Despite a high-decibel campaign to go cashless, the cash in the economy has only increased – by Rs 1.25 lakh crore.
Translation: Srishti Tyagi
Video Editor: Ashutosh Bhardwaj & Vivek Gupta
The Reserve Bank of India's data present a startling picture when it comes to cash. After demonetisation, the government promised to make the economy cashless, but according to RBI, the cash in the system has in fact increased by 1.25 lakh crore in one and a half years.
In November 2016, post demonetisation, the economy had Rs 17 lakh crores of cash. At the time of note ban the government announced that India will switch to cashless transactions. Prime Minister Narendra Modi advocated cashlessness in several programs and rallies.
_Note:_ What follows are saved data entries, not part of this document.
use super::*;
use mockproc_common::InvocationRequest;
use pretty_assertions::assert_eq;
use std::sync::{Arc, Barrier};
use tempfile::TempDir;

fn request(args: &[&str]) -> InvocationRequest {
    InvocationRequest::new(args.iter().copied(), "/repo")
}

#[test]
fn test_history_preserves_call_order() {
    let history = History::new();
    let first = history.begin(&request(&["git", "status"]));
    let second = history.begin(&request(&["git", "log"]));
    history.finish(
        second,
        EntryOutcome::Resolved {
            route: "log".into(),
            exit_code: 0,
        },
    );
    history.finish(first, EntryOutcome::NoRoute);

    let argvs: Vec<Vec<String>> = history.requests().into_iter().map(|r| r.argv).collect();
    assert_eq!(
        argvs,
        vec![
            vec!["git".to_string(), "status".to_string()],
            vec!["git".to_string(), "log".to_string()],
        ]
    );

    let entries = history.entries();
    assert_eq!(entries[0].outcome, EntryOutcome::NoRoute);
    assert_eq!(entries[1].outcome.as_str(), "resolved");
}

#[test]
fn test_clear_keeps_sequence_monotonic() {
    let history = History::new();
    history.begin(&request(&["a"]));
    history.begin(&request(&["b"]));
    history.clear();
    assert!(history.is_empty());

    let seq = history.begin(&request(&["c"]));
    assert_eq!(seq, 2);
    assert!(history.finish(0, EntryOutcome::NoRoute).is_none());
}

#[test]
fn test_concurrent_begin_never_drops_entries() {
    let history = Arc::new(History::new());
    let threads = 8;
    let per_thread = 50;
    let barrier = Arc::new(Barrier::new(threads));

    let handles: Vec<_> = (0..threads)
        .map(|t| {
            let history = Arc::clone(&history);
            let barrier = Arc::clone(&barrier);
            std::thread::spawn(move || {
                barrier.wait();
                for i in 0..per_thread {
                    let seq = history.begin(&request(&["worker", &format!("{t}-{i}")]));
                    history.finish(seq, EntryOutcome::NoRoute);
                }
            })
        })
        .collect();
    for handle in handles {
        handle.join().unwrap();
    }

    let entries = history.entries();
    assert_eq!(entries.len(), threads * per_thread);
    assert!(entries.windows(2).all(|w| w[0].seq < w[1].seq));
    assert!(entries.iter().all(|e| e.outcome == EntryOutcome::NoRoute));
}

#[test]
fn test_trace_sink_writes_jsonl() {
    let tmp = TempDir::new().unwrap();
    let path = tmp.path().join("nested").join("trace.jsonl");
    let sink = TraceSink::open(&path, "session-1").unwrap();

    let history = History::new();
    let seq = history.begin(&request(&["git", "push", "--token", "hunter2"]));
    let entry = history
        .finish(
            seq,
            EntryOutcome::Resolved {
                route: "push".into(),
                exit_code: 0,
            },
        )
        .unwrap();
    sink.record_with(&entry, Some(&serde_json::json!({"depth": 1})))
        .unwrap();

    let seq = history.begin(&request(&["git", "bogus"]));
    let entry = history.finish(seq, EntryOutcome::NoRoute).unwrap();
    sink.record(&entry).unwrap();

    let records = read_trace(&path).unwrap();
    assert_eq!(records.len(), 2);
    assert_eq!(records[0]["session_id"], "session-1");
    assert_eq!(records[0]["component"], "dispatcher");
    assert_eq!(records[0]["route"], "push");
    assert_eq!(records[0]["exit_code"], 0);
    assert_eq!(records[0]["depth"], 1);
    assert_eq!(
        records[0]["argv"],
        serde_json::json!(["git", "push", "--token", "***"])
    );
    assert_eq!(records[1]["outcome"], "no_route");
    assert!(records[1].get("exit_code").is_none());
}

#[test]
fn test_ordinary_flags_survive_in_trace_records() {
    let history = History::new();
    for argv in [
        &["git", "log", "-p", "HEAD~3"][..],
        &["git", "config", "user.signingkey=ABC"][..],
    ] {
        let seq = history.begin(&request(argv));
        let entry = history.finish(seq, EntryOutcome::NoRoute).unwrap();
        let record = entry_to_json(&entry, "session-1", "dispatcher");
        assert_eq!(record["argv"], serde_json::json!(argv));
    }
}

#[test]
fn test_read_trace_reports_bad_line() {
    let tmp = TempDir::new().unwrap();
    let path = tmp.path().join("trace.jsonl");
    std::fs::write(&path, "{\"seq\":0}\n\nnot json\n").unwrap();

    let err = read_trace(&path).unwrap_err();
    assert!(err.to_string().contains(":3"), "unexpected error: {err}");
}
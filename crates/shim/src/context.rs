//! Shim invocation context read from the process environment
//!
//! The shim binary is copied (or linked) under the name of the tool it stands
//! in for. Everything else it needs comes from `MOCKPROC_*` variables.

use anyhow::{anyhow, Context, Result};
use mockproc_common::env_vars::{
    DEPTH_VAR, ROUTES_VAR, SESSION_VAR, STDIN_VAR, TRACE_LOG_VAR,
};
use mockproc_common::{program_name, InvocationRequest};
use std::env;
use std::ffi::OsString;
use std::io::Read;
use std::path::PathBuf;

/// Execution context for a shim invocation
#[derive(Debug, Clone)]
pub struct ShimContext {
    /// Name the shim was invoked as (e.g. "git")
    pub command_name: String,
    /// Full argument vector, argv[0] as the caller spelled it
    pub argv: Vec<String>,
    /// Route table to resolve against
    pub routes_path: PathBuf,
    /// Optional JSONL trace log
    pub log_file: Option<PathBuf>,
    /// Session ID for call correlation
    pub session_id: String,
    /// Nesting depth set by whoever launched this call. The shim never
    /// spawns children, so it only echoes the value into the trace.
    pub depth: u32,
    /// Whether stdin is read into the request
    pub read_stdin: bool,
}

impl ShimContext {
    /// Create context from the current process arguments and environment
    pub fn from_env() -> Result<Self> {
        Self::from_parts(env::args_os().collect(), |key| env::var(key).ok())
    }

    /// Create context from an explicit argv and variable lookup.
    pub fn from_parts<F>(args: Vec<OsString>, lookup: F) -> Result<Self>
    where
        F: Fn(&str) -> Option<String>,
    {
        let argv: Vec<String> = args
            .into_iter()
            .map(|a| a.to_string_lossy().into_owned())
            .collect();

        let command_name = argv
            .first()
            .map(|argv0| program_name(argv0).to_string())
            .filter(|name| !name.is_empty())
            .ok_or_else(|| anyhow!("Shim invoked without argv[0]"))?;

        let routes_path = lookup(ROUTES_VAR)
            .filter(|v| !v.is_empty())
            .map(PathBuf::from)
            .ok_or_else(|| anyhow!("{} is not set; no route table to resolve against", ROUTES_VAR))?;

        let log_file = lookup(TRACE_LOG_VAR)
            .filter(|v| !v.is_empty())
            .map(PathBuf::from);

        let depth = lookup(DEPTH_VAR)
            .and_then(|v| v.parse::<u32>().ok())
            .unwrap_or(0);

        // Inherit the session so nested calls correlate
        let session_id = lookup(SESSION_VAR)
            .filter(|v| !v.is_empty())
            .unwrap_or_else(|| uuid::Uuid::now_v7().to_string());

        let read_stdin = lookup(STDIN_VAR).as_deref() == Some("1");

        Ok(Self {
            command_name,
            argv,
            routes_path,
            log_file,
            session_id,
            depth,
            read_stdin,
        })
    }

    /// Snapshot the invocation as a request: argv, current directory,
    /// environment and (when enabled) stdin.
    pub fn build_request(&self) -> Result<InvocationRequest> {
        let cwd = env::current_dir().context("Failed to get current directory")?;
        let mut request = InvocationRequest::new(self.argv.iter().cloned(), cwd.to_string_lossy())
            .with_env(env::vars_os().map(|(k, v)| {
                (
                    k.to_string_lossy().into_owned(),
                    v.to_string_lossy().into_owned(),
                )
            }));

        if self.read_stdin {
            let mut input = Vec::new();
            std::io::stdin()
                .lock()
                .read_to_end(&mut input)
                .context("Failed to read stdin")?;
            request = request.with_input(input);
        }

        Ok(request)
    }
}

#[cfg(test)]
mod tests {
    use super::*;
    use std::collections::HashMap;

    fn ctx(argv: &[&str], vars: &[(&str, &str)]) -> Result<ShimContext> {
        let vars: HashMap<String, String> = vars
            .iter()
            .map(|(k, v)| (k.to_string(), v.to_string()))
            .collect();
        ShimContext::from_parts(argv.iter().map(OsString::from).collect(), |key| {
            vars.get(key).cloned()
        })
    }

    #[test]
    fn test_command_name_is_basename_of_argv0() {
        let ctx = ctx(
            &["/tmp/shims/git", "status"],
            &[(ROUTES_VAR, "/tmp/routes.yaml")],
        )
        .unwrap();
        assert_eq!(ctx.command_name, "git");
        assert_eq!(ctx.argv, vec!["/tmp/shims/git", "status"]);
        assert_eq!(ctx.routes_path, PathBuf::from("/tmp/routes.yaml"));
        assert_eq!(ctx.depth, 0);
        assert!(ctx.log_file.is_none());
        assert!(!ctx.read_stdin);
    }

    #[test]
    fn test_session_and_depth_are_inherited() {
        let ctx = ctx(
            &["git"],
            &[
                (ROUTES_VAR, "r.yaml"),
                (SESSION_VAR, "session-1"),
                (DEPTH_VAR, "2"),
                (TRACE_LOG_VAR, "/tmp/trace.jsonl"),
                (STDIN_VAR, "1"),
            ],
        )
        .unwrap();
        assert_eq!(ctx.session_id, "session-1");
        assert_eq!(ctx.depth, 2);
        assert_eq!(ctx.log_file, Some(PathBuf::from("/tmp/trace.jsonl")));
        assert!(ctx.read_stdin);
    }

    #[test]
    fn test_fresh_session_is_uuid() {
        let ctx = ctx(&["git"], &[(ROUTES_VAR, "r.yaml"), (DEPTH_VAR, "junk")]).unwrap();
        assert!(uuid::Uuid::parse_str(&ctx.session_id).is_ok());
        assert_eq!(ctx.depth, 0);
    }

    #[test]
    #[serial_test::serial]
    fn test_from_env_reads_process_environment() {
        env::set_var(ROUTES_VAR, "/tmp/from-env.yaml");
        env::set_var(SESSION_VAR, "env-session");
        let ctx = ShimContext::from_env();
        env::remove_var(ROUTES_VAR);
        env::remove_var(SESSION_VAR);

        let ctx = ctx.unwrap();
        assert_eq!(ctx.routes_path, PathBuf::from("/tmp/from-env.yaml"));
        assert_eq!(ctx.session_id, "env-session");
        assert!(!ctx.command_name.is_empty());

        let request = ctx.build_request().unwrap();
        assert_eq!(request.argv, ctx.argv);
        assert!(request.input.is_none());
        assert!(request.env.is_some());
    }

    #[test]
    fn test_missing_route_table_is_an_error() {
        let err = ctx(&["git"], &[]).unwrap_err();
        assert!(err.to_string().contains(ROUTES_VAR));

        let err = ctx(&[], &[(ROUTES_VAR, "r.yaml")]).unwrap_err();
        assert!(err.to_string().contains("argv[0]"));
    }
}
The Central and State Governments also initiated many campaigns and launched Apps to encourage this cashless society.
Many government departments were ordered to digitise all the transactions by introducing Bhim App with huge campaigns on digital transactions – but the cash in the system continued to increase.
According to the Reserve Bank's April 2018 report, the cash in the system has now increased to Rs 18.25 lakh crore. After the ban, we have seen an increase of Rs 1.25 lakh crore in cash in just 18 months.
Still Relying on Cash
In reality, it looks as if there is an increase in cash transactions. This was proved where ATMs went dry in many states. So many banks ran out of cash that RBI had to come to their rescue.
According to the latest Economic Times report, the government had a target of 25 billion digital transactions in 2017-18, but only about 55% of the transactions have taken place in the first 10 months of the financial year.
There’s been no cashless economy despite the hype.
80% of Indians have Jan Dhan Bank accounts, and government subsidies are going straight to these bank accounts.
According to the Reserve Bank of India, there are about 77 lakh credit cards and 62 million new debit cards between 2017 and 2018. There are currently 3.75 million credit cards and 86.1 crore debit cards in the country.
Despite all this, the steady increase in cash transactions shows that the efforts of the government to make the economy cashless have more or less failed.